▸ ASSIGNED TASK: Lines before the one containing "pub async fn authenticate(&self, username: &str, password: &str)" are left out; that line and every line after it, through the end of the records, are to be reproduced exactly.

▸ SOURCE RECORDS:
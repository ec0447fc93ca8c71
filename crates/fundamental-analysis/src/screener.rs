use crate::csv_data::ValuationInputs;
use crate::valuation::{self, Growth, COMPLEX_GROWTH};
use serde::{Serialize, Serializer};

pub const TABLE_HEADERS: [&str; 10] = [
    "Company Name",
    "Symbol",
    "Prev. Close",
    "Avg P/E (5yr)",
    "Graham Num",
    "Graham Diff %",
    "Intrinsic Val",
    "Intrinsic Diff %",
    "EPS AVG (5yr)",
    "Growth Rate (avg past 10 yrs)",
];

/// Years of annual EPS used for the growth rate.
pub const GROWTH_YEARS: usize = 10;
/// Years of annual EPS averaged for "EPS AVG (5yr)".
pub const EPS_AVERAGE_YEARS: usize = 5;

/// One screener table row, serialized with the table headers as keys.
#[derive(Debug, Clone, PartialEq, Serialize)]
pub struct ScreenerRow {
    #[serde(rename = "Company Name")]
    pub company_name: String,
    #[serde(rename = "Symbol")]
    pub symbol: String,
    #[serde(rename = "Prev. Close")]
    pub prev_close: Option<f64>,
    #[serde(rename = "Avg P/E (5yr)")]
    pub avg_pe: Option<f64>,
    #[serde(rename = "Graham Num")]
    pub graham_number: Option<f64>,
    #[serde(rename = "Graham Diff %", serialize_with = "percent_or_na")]
    pub graham_diff: Option<f64>,
    #[serde(rename = "Intrinsic Val")]
    pub intrinsic_value: Option<f64>,
    #[serde(rename = "Intrinsic Diff %", serialize_with = "percent_or_na")]
    pub intrinsic_diff: Option<f64>,
    #[serde(rename = "EPS AVG (5yr)")]
    pub eps_average: Option<f64>,
    #[serde(rename = "Growth Rate (avg past 10 yrs)", serialize_with = "growth_label")]
    pub eps_growth: Option<Growth>,
}

/// Live inputs for one symbol.
#[derive(Debug, Clone, Default)]
pub struct LiveQuote {
    pub company_name: Option<String>,
    pub prev_close: Option<f64>,
}

/// Format a percentage the way the table shows it: `12.5%`, `3.0%`.
pub fn format_percent(value: f64) -> String {
    if value.fract() == 0.0 {
        format!("{:.1}%", value)
    } else {
        format!("{}%", value)
    }
}

fn percent_or_na<S: Serializer>(value: &Option<f64>, serializer: S) -> Result<S::Ok, S::Error> {
    match value {
        Some(v) => serializer.serialize_str(&format_percent(*v)),
        None => serializer.serialize_str("N/A"),
    }
}

fn growth_label<S: Serializer>(value: &Option<Growth>, serializer: S) -> Result<S::Ok, S::Error> {
    match value {
        Some(Growth::Rate(r)) => serializer.serialize_str(&format_percent(*r)),
        Some(Growth::Complex) => serializer.serialize_str(COMPLEX_GROWTH),
        None => serializer.serialize_str("N/A"),
    }
}

/// Assemble a row from the CSV inputs, the live quote and the 5-year closes.
pub fn compute_row(
    inputs: &ValuationInputs,
    symbol: &str,
    quote: &LiveQuote,
    closes_5y: &[f64],
    aaa_bond_yield: f64,
) -> ScreenerRow {
    let eps = valuation::latest_annual_eps(&inputs.cash_flow, symbol);
    let avg_pe = valuation::average_pe(closes_5y, eps);
    let bvps = valuation::latest_bvps(&inputs.equity, symbol);
    let graham_number = valuation::graham_number(eps, bvps);
    let eps_growth = valuation::eps_growth(&inputs.eps_history, symbol, GROWTH_YEARS);
    let eps_average = valuation::eps_average(&inputs.eps_history, symbol, EPS_AVERAGE_YEARS);
    let intrinsic_value = valuation::intrinsic_value(eps, eps_growth, aaa_bond_yield);

    ScreenerRow {
        company_name: quote
            .company_name
            .clone()
            .unwrap_or_else(|| symbol.to_string()),
        symbol: symbol.to_uppercase(),
        prev_close: quote.prev_close,
        avg_pe,
        graham_number,
        graham_diff: valuation::diff_pct(quote.prev_close, graham_number),
        intrinsic_value,
        intrinsic_diff: valuation::diff_pct(quote.prev_close, intrinsic_value),
        eps_average,
        eps_growth,
    }
}

/// Symbols worth showing in the screener: an annual EPS, a usable book value
/// and at least two years of EPS history.
pub fn prefilter_symbols(inputs: &ValuationInputs) -> Vec<String> {
    let mut candidates: Vec<&str> = inputs.cash_flow.iter().map(|r| r.symbol.as_str()).collect();
    candidates.sort_unstable();
    candidates.dedup();

    candidates
        .into_iter()
        .filter(|symbol| {
            valuation::latest_annual_eps(&inputs.cash_flow, symbol).is_some()
                && valuation::latest_bvps(&inputs.equity, symbol).is_some()
                && valuation::annual_eps_series(&inputs.eps_history, symbol).len() >= 2
        })
        .map(str::to_string)
        .collect()
}

#[cfg(test)]
mod tests {
    use super::*;
    use crate::csv_data::{AnnualEps, EpsReport, EquityRow};
    use chrono::NaiveDate;

    fn date(s: &str) -> Option<NaiveDate> {
        NaiveDate::parse_from_str(s, "%Y-%m-%d").ok()
    }

    fn inputs() -> ValuationInputs {
        ValuationInputs {
            cash_flow: vec![AnnualEps {
                symbol: "ACME".into(),
                date: date("2023-12-31"),
                diluted_net_eps: Some(5.0),
            }],
            equity: vec![EquityRow {
                symbol: "ACME".into(),
                date: date("2023-12-31"),
                total_equity: Some(2000.0),
                shares_outstanding: Some(100.0),
            }],
            eps_history: vec![
                EpsReport {
                    symbol: "ACME".into(),
                    date: date("2022-12-31"),
                    reported: Some(4.0),
                },
                EpsReport {
                    symbol: "ACME".into(),
                    date: date("2023-12-31"),
                    reported: Some(5.0),
                },
            ],
        }
    }

    #[test]
    fn test_compute_row_end_to_end() {
        let quote = LiveQuote {
            company_name: Some("Acme Corp".into()),
            prev_close: Some(50.0),
        };
        let row = compute_row(&inputs(), "ACME", &quote, &[50.0, 60.0], 4.5);

        assert_eq!(row.company_name, "Acme Corp");
        assert_eq!(row.graham_number, Some(47.43));
        assert_eq!(row.avg_pe, Some(11.0));
        assert_eq!(row.eps_growth, Some(Growth::Rate(25.0)));
        assert_eq!(row.eps_average, Some(4.5));
        // 5 * (7 + 25) * 4.4 / 4.5
        assert_eq!(row.intrinsic_value, Some(156.44));
        assert_eq!(row.graham_diff, Some(5.42));

        let json = serde_json::to_value(&row).unwrap();
        assert_eq!(json["Graham Diff %"], "5.42%");
        assert_eq!(json["Growth Rate (avg past 10 yrs)"], "25.0%");
        assert_eq!(json["Graham Num"], 47.43);
    }

    #[test]
    fn test_row_without_quote_or_fundamentals() {
        let row = compute_row(&ValuationInputs::default(), "new", &LiveQuote::default(), &[], 4.5);
        assert_eq!(row.company_name, "new");
        assert_eq!(row.symbol, "NEW");
        assert!(row.graham_number.is_none());

        let json = serde_json::to_value(&row).unwrap();
        assert_eq!(json["Graham Diff %"], "N/A");
        assert_eq!(json["Growth Rate (avg past 10 yrs)"], "N/A");
        assert!(json["Prev. Close"].is_null());
    }

    #[test]
    fn test_prefilter_symbols() {
        let mut data = inputs();
        data.cash_flow.push(AnnualEps {
            symbol: "THIN".into(),
            date: date("2023-12-31"),
            diluted_net_eps: Some(1.0),
        });
        assert_eq!(prefilter_symbols(&data), vec!["ACME".to_string()]);
    }

    #[test]
    fn test_format_percent() {
        assert_eq!(format_percent(3.0), "3.0%");
        assert_eq!(format_percent(-12.34), "-12.34%");
    }
}
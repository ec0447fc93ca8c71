use crate::db::AccountDb;
use crate::models::{NewUser, User};
use crate::{StoreError, StoreResult};
use argon2::{
    password_hash::{PasswordHash, PasswordHasher, PasswordVerifier, SaltString},
    Argon2,
};
use chrono::Utc;
use rand::rngs::OsRng;

pub fn hash_password(password: &str) -> StoreResult<String> {
    let salt = SaltString::generate(&mut OsRng);
    Argon2::default()
        .hash_password(password.as_bytes(), &salt)
        .map(|h| h.to_string())
        .map_err(|e| StoreError::PasswordHash(e.to_string()))
}

pub fn verify_password(password: &str, hash: &str) -> bool {
    match PasswordHash::new(hash) {
        Ok(parsed) => Argon2::default()
            .verify_password(password.as_bytes(), &parsed)
            .is_ok(),
        Err(e) => {
            tracing::error!("Stored password hash is unreadable: {}", e);
            false
        }
    }
}

pub struct UserStore {
    db: AccountDb,
}

impl UserStore {
    pub fn new(db: AccountDb) -> Self {
        Self { db }
    }

    /// Usernames compare case-insensitively
    pub async fn username_exists(&self, username: &str) -> StoreResult<bool> {
        let count: i64 = sqlx::query_scalar("SELECT COUNT(*) FROM users WHERE username = ?")
            .bind(username)
            .fetch_one(self.db.pool())
            .await?;

        Ok(count > 0)
    }

    pub async fn create_user(&self, input: &NewUser) -> StoreResult<User> {
        let password_hash = hash_password(&input.password)?;

        let result = sqlx::query(
            r#"
            INSERT INTO users (username, email, first_name, last_name, password_hash, created_at)
            VALUES (?, ?, ?, ?, ?, ?)
            "#,
        )
        .bind(&input.username)
        .bind(&input.email)
        .bind(&input.first_name)
        .bind(&input.last_name)
        .bind(&password_hash)
        .bind(Utc::now())
        .execute(self.db.pool())
        .await;

        let id = match result {
            Ok(r) => r.last_insert_rowid(),
            Err(sqlx::Error::Database(e)) if e.is_unique_violation() => {
                return Err(StoreError::UsernameTaken)
            }
            Err(e) => return Err(e.into()),
        };

        tracing::info!(user_id = id, "Created user {}", input.username);
        self.find_by_id(id)
            .await?
            .ok_or(StoreError::Database(sqlx::Error::RowNotFound))
    }

    pub async fn find_by_id(&self, id: i64) -> StoreResult<Option<User>> {
        let user = sqlx::query_as::<_, User>("SELECT * FROM users WHERE id = ?")
            .bind(id)
            .fetch_optional(self.db.pool())
            .await?;

        Ok(user)
    }

    pub async fn find_by_username(&self, username: &str) -> StoreResult<Option<User>> {
        let user = sqlx::query_as::<_, User>("SELECT * FROM users WHERE username = ?")
            .bind(username)
            .fetch_optional(self.db.pool())
            .await?;

        Ok(user)
    }

    /// The user, if the username exists and the password matches
    pub async fn authenticate(&self, username: &str, password: &str) -> StoreResult<Option<User>> {
        let user = self.find_by_username(username).await?;
        Ok(user.filter(|u| verify_password(password, &u.password_hash)))
    }
}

▸ RESULT OF THE TASK:
    pub async fn authenticate(&self, username: &str, password: &str) -> StoreResult<Option<User>> {
        let user = self.find_by_username(username).await?;
        Ok(user.filter(|u| verify_password(password, &u.password_hash)))
    }
}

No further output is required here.